Exercise directions :: Write each entry out again, exactly as it is written.

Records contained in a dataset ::
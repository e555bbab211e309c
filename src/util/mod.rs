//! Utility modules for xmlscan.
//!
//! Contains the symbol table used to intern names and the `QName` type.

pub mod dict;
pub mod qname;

Output of the exercise ::
repository e555bbab211e309c
filename src/util/mod.rs
//! Utility modules for xmlscan.
//!
//! Contains the symbol table used to intern names and the `QName` type.

pub mod dict;
pub mod qname;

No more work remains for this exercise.